- Moose Wilson Road, Wyoming Location within the state of Wyoming
- Coordinates: 43°31′44″N 110°50′33″W﻿ / ﻿43.52889°N 110.84250°W
- Country: United States
- State: Wyoming
- County: Teton

Area
- • Total: 6.98 sq mi (18.1 km^{2})
- • Land: 6.7 sq mi (17 km^{2})
- • Water: 0.28 sq mi (0.73 km^{2})
- Elevation: 6,194 ft (1,888 m)

Population (2020)
- • Total: 1,661
- • Density: 250/sq mi (96/km^{2})
- Time zone: UTC-7 (Mountain (MST))
- • Summer (DST): UTC-6 (MDT)
- Area code: 307
- FIPS code: 56-54402
- GNIS feature ID: 1853207

= Moose Wilson Road, Wyoming =

Moose Wilson Road is a census-designated place (CDP) in Teton County, Wyoming, United States. The population was 1,661 at the 2020 census. It is part of the Jackson, WY-ID Micropolitan Statistical Area.

==Geography==
The Moose Wilson Road CDP has a southern boundary near (43.528914, -110.842392). It includes the Moose Wilson Road, the area around the Moose post office, private inholdings on the east side of the Snake River, and extends as far north as Shadow Mountain.

==Demographics==

As of the census of 2000, there were 1,439 people, 625 households, and 351 families residing in the CDP. The population density was 214.1 PD/sqmi. There were 1,183 housing units at an average density of 176.0 /sqmi. The racial makeup of the CDP was 96.94% White, 0.21% African American, 0.28% Native American, 0.35% Asian, 1.18% from other races, and 1.04% from two or more races. Hispanic or Latino of any race were 2.02% of the population.
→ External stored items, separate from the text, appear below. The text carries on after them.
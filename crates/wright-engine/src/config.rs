use std::path::Path;
use std::time::Duration;

use serde::{Deserialize, Serialize};
use tracing::{debug, warn};
use wright_store::StoreConfig;

use crate::error::ConfigError;

const DEFAULT_SYSTEM_PROMPT: &str = "\
You are Wright, an autonomous software engineer working inside a single project directory.

Use tools by writing XML-style tags. Each tool block names the tool and wraps every parameter \
in its own tag, for example:

<read-file>
<path>src/main.ts</path>
</read-file>

Available tools:
- read-file(path): read a file with line numbers.
- write-to-file(path, content): write the complete new content of a file.
- apply-diff(path, diff): apply SEARCH/REPLACE blocks to an existing file.
- delete-file(path): delete a file.
- rename-file(source, destination): move a file.
- add-dependency(name): install a package into the project.
- search-files(path, regex, file-pattern): regex search with surrounding context.
- list-files(path, recursive): list directory contents.
- ask-followup-question(question): ask the user for missing information and stop.

Paths are always relative to the project directory. Changes made during one step are applied \
together once every tool in that step has finished; build and lint results are reported back \
to you afterwards. Think inside <thinking> tags before acting.";

/// Runtime configuration for the agent. Every field has a default, so an
/// empty JSON object is a valid config file. Durations are milliseconds on
/// the wire.
#[derive(Clone, Debug, PartialEq, Serialize, Deserialize)]
#[serde(default)]
pub struct AgentConfig {
    pub compact_threshold_tokens: usize,
    pub compact_target_ratio: f64,
    #[serde(with = "duration_ms")]
    pub compaction_lock_timeout: Duration,
    #[serde(with = "duration_ms")]
    pub compaction_check_interval: Duration,
    pub enable_prompt_cache: bool,
    pub max_prompt_cache_checkpoints: usize,
    pub skip_lint: bool,
    #[serde(with = "duration_ms")]
    pub model_timeout: Duration,
    #[serde(with = "duration_ms")]
    pub tool_poll_interval: Duration,
    #[serde(with = "duration_ms")]
    pub tool_timeout: Duration,
    #[serde(with = "duration_ms")]
    pub hook_timeout: Duration,
    pub max_consecutive_failures: u32,
    pub protected_dirs: Vec<String>,
    pub protected_files: Vec<String>,
    pub list_files_limit: usize,
    pub search_max_results: usize,
    pub system_prompt: String,
}

impl Default for AgentConfig {
    fn default() -> Self {
        Self {
            compact_threshold_tokens: 30_000,
            compact_target_ratio: 0.3,
            compaction_lock_timeout: Duration::from_secs(1),
            compaction_check_interval: Duration::from_secs(1),
            enable_prompt_cache: false,
            max_prompt_cache_checkpoints: 4,
            skip_lint: true,
            model_timeout: Duration::from_secs(60),
            tool_poll_interval: Duration::from_millis(100),
            tool_timeout: Duration::from_secs(120),
            hook_timeout: Duration::from_secs(120),
            max_consecutive_failures: 4,
            protected_dirs: vec![".lovable".into()],
            protected_files: vec!["src/tsconfig.json".into()],
            list_files_limit: 200,
            search_max_results: 300,
            system_prompt: DEFAULT_SYSTEM_PROMPT.into(),
        }
    }
}

impl AgentConfig {
    /// Load from an optional JSON file, then apply `WRIGHT_*` environment
    /// overrides.
    pub fn load(path: Option<&Path>) -> Result<Self, ConfigError> {
        let mut config = match path {
            Some(path) => {
                let raw = std::fs::read_to_string(path)?;
                let config: Self = serde_json::from_str(&raw)?;
                debug!(path = %path.display(), "agent config loaded");
                config
            }
            None => Self::default(),
        };
        config.apply_env_overrides(|key| std::env::var(key).ok());
        config.validate()?;
        Ok(config)
    }

    /// Override numeric limits and flags from `lookup`. Unparseable values
    /// are logged and ignored.
    pub fn apply_env_overrides(&mut self, lookup: impl Fn(&str) -> Option<String>) {
        fn parsed<T: std::str::FromStr>(lookup: &impl Fn(&str) -> Option<String>, key: &str) -> Option<T> {
            let raw = lookup(key)?;
            match raw.trim().parse() {
                Ok(v) => Some(v),
                Err(_) => {
                    warn!(key, value = %raw, "ignoring unparseable config override");
                    None
                }
            }
        }

        if let Some(v) = parsed(&lookup, "WRIGHT_COMPACT_THRESHOLD_TOKENS") {
            self.compact_threshold_tokens = v;
        }
        if let Some(v) = parsed(&lookup, "WRIGHT_COMPACT_TARGET_RATIO") {
            self.compact_target_ratio = v;
        }
        if let Some(v) = parsed(&lookup, "WRIGHT_ENABLE_PROMPT_CACHE") {
            self.enable_prompt_cache = v;
        }
        if let Some(v) = parsed(&lookup, "WRIGHT_SKIP_LINT") {
            self.skip_lint = v;
        }
        if let Some(v) = parsed(&lookup, "WRIGHT_MAX_CONSECUTIVE_FAILURES") {
            self.max_consecutive_failures = v;
        }
        if let Some(v) = parsed(&lookup, "WRIGHT_LIST_FILES_LIMIT") {
            self.list_files_limit = v;
        }
        if let Some(v) = parsed(&lookup, "WRIGHT_SEARCH_MAX_RESULTS") {
            self.search_max_results = v;
        }
        if let Some(ms) = parsed(&lookup, "WRIGHT_MODEL_TIMEOUT_MS") {
            self.model_timeout = Duration::from_millis(ms);
        }
        if let Some(ms) = parsed(&lookup, "WRIGHT_TOOL_TIMEOUT_MS") {
            self.tool_timeout = Duration::from_millis(ms);
        }
        if let Some(ms) = parsed(&lookup, "WRIGHT_HOOK_TIMEOUT_MS") {
            self.hook_timeout = Duration::from_millis(ms);
        }
    }

    pub fn validate(&self) -> Result<(), ConfigError> {
        if !(self.compact_target_ratio > 0.0 && self.compact_target_ratio <= 1.0) {
            return Err(ConfigError::Invalid {
                field: "compact_target_ratio",
                reason: format!("must be in (0, 1], got {}", self.compact_target_ratio),
            });
        }
        if self.max_consecutive_failures == 0 {
            return Err(ConfigError::Invalid {
                field: "max_consecutive_failures",
                reason: "must be at least 1".into(),
            });
        }
        if self.tool_poll_interval.is_zero() {
            return Err(ConfigError::Invalid {
                field: "tool_poll_interval",
                reason: "must be non-zero".into(),
            });
        }
        Ok(())
    }

    /// The compactor's subset.
    pub fn store_config(&self) -> StoreConfig {
        StoreConfig {
            compact_threshold_tokens: self.compact_threshold_tokens,
            compact_target_ratio: self.compact_target_ratio,
            compaction_lock_timeout: self.compaction_lock_timeout,
            compaction_check_interval: self.compaction_check_interval,
        }
    }
}

mod duration_ms {
    use std::time::Duration;

    use serde::{Deserialize, Deserializer, Serializer};

    pub fn serialize<S: Serializer>(value: &Duration, serializer: S) -> Result<S::Ok, S::Error> {
        serializer.serialize_u64(value.as_millis() as u64)
    }

    pub fn deserialize<'de, D: Deserializer<'de>>(deserializer: D) -> Result<Duration, D::Error> {
        Ok(Duration::from_millis(u64::deserialize(deserializer)?))
    }
}

#[cfg(test)]
mod tests {
    use super::*;

    #[test]
    fn empty_object_is_default() {
        let config: AgentConfig = serde_json::from_str("{}").unwrap();
        assert_eq!(config, AgentConfig::default());
        assert_eq!(config.model_timeout, Duration::from_secs(60));
        assert_eq!(config.protected_dirs, vec![".lovable"]);
    }

    #[test]
    fn durations_are_milliseconds() {
        let config: AgentConfig =
            serde_json::from_str(r#"{"tool_timeout": 2500, "skip_lint": false}"#).unwrap();
        assert_eq!(config.tool_timeout, Duration::from_millis(2500));
        assert!(!config.skip_lint);
        let json = serde_json::to_value(&config).unwrap();
        assert_eq!(json["tool_timeout"], 2500);
        assert_eq!(json["model_timeout"], 60_000);
    }

    #[test]
    fn env_overrides_apply_and_bad_values_are_ignored() {
        let mut config = AgentConfig::default();
        config.apply_env_overrides(|key| match key {
            "WRIGHT_COMPACT_THRESHOLD_TOKENS" => Some("1000".into()),
            "WRIGHT_MODEL_TIMEOUT_MS" => Some("250".into()),
            "WRIGHT_LIST_FILES_LIMIT" => Some("lots".into()),
            _ => None,
        });
        assert_eq!(config.compact_threshold_tokens, 1000);
        assert_eq!(config.model_timeout, Duration::from_millis(250));
        assert_eq!(config.list_files_limit, 200);
    }

    #[test]
    fn load_reads_file() {
        let dir = std::env::temp_dir().join(format!("wright_config_{}", uuid::Uuid::now_v7()));
        std::fs::create_dir_all(&dir).unwrap();
        let path = dir.join("wright.json");
        std::fs::write(&path, r#"{"search_max_results": 10}"#).unwrap();
        let config = AgentConfig::load(Some(&path)).unwrap();
        assert_eq!(config.search_max_results, 10);
        std::fs::remove_dir_all(&dir).ok();
    }

    #[test]
    fn invalid_ratio_rejected() {
        let config = AgentConfig {
            compact_target_ratio: 1.5,
            ..AgentConfig::default()
        };
        assert!(matches!(
            config.validate(),
            Err(ConfigError::Invalid { field: "compact_target_ratio", .. })
        ));
    }

    #[test]
    fn store_config_mirrors_fields() {
        let config = AgentConfig {
            compact_threshold_tokens: 10,
            ..AgentConfig::default()
        };
        let store = config.store_config();
        assert_eq!(store.compact_threshold_tokens, 10);
        assert_eq!(store.target_tokens(), 3);
    }
}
There were 625 households, out of which 24.6% had children under the age of 18 living with them, 50.6% were married couples living together, 3.8% had a female householder with no husband present, and 43.7% were non-families. 28.0% of all households were made up of individuals, and 2.4% had someone living alone who was 65 years of age or older. The average household size was 2.30 and the average family size was 2.79.

In the CDP, the population was spread out, with 19.1% under the age of 18, 6.5% from 18 to 24, 34.3% from 25 to 44, 32.7% from 45 to 64, and 7.4% who were 65 years of age or older. The median age was 39 years. For every 100 females, there were 111.9 males. For every 100 females age 18 and over, there were 115.6 males.

The median income for a household in the CDP was $56,842, and the median income for a family was $114,552. Males had a median income of $43,750 versus $35,938 for females. The per capita income for the CDP was $71,291. About 2.0% of families and 5.5% of the population were below the poverty line, including 3.2% of those under age 18 and none of those age 65 or over.

Historical population
| Census | Pop. | Note | %± |
|---|---|---|---|
| 2000 | 1,439 |  | — |
| 2010 | 1,821 |  | 26.5% |
| 2020 | 1,661 |  | −8.8% |

==Education==
Public education in the community of Moose Wilson Road is provided by Teton County School District #1.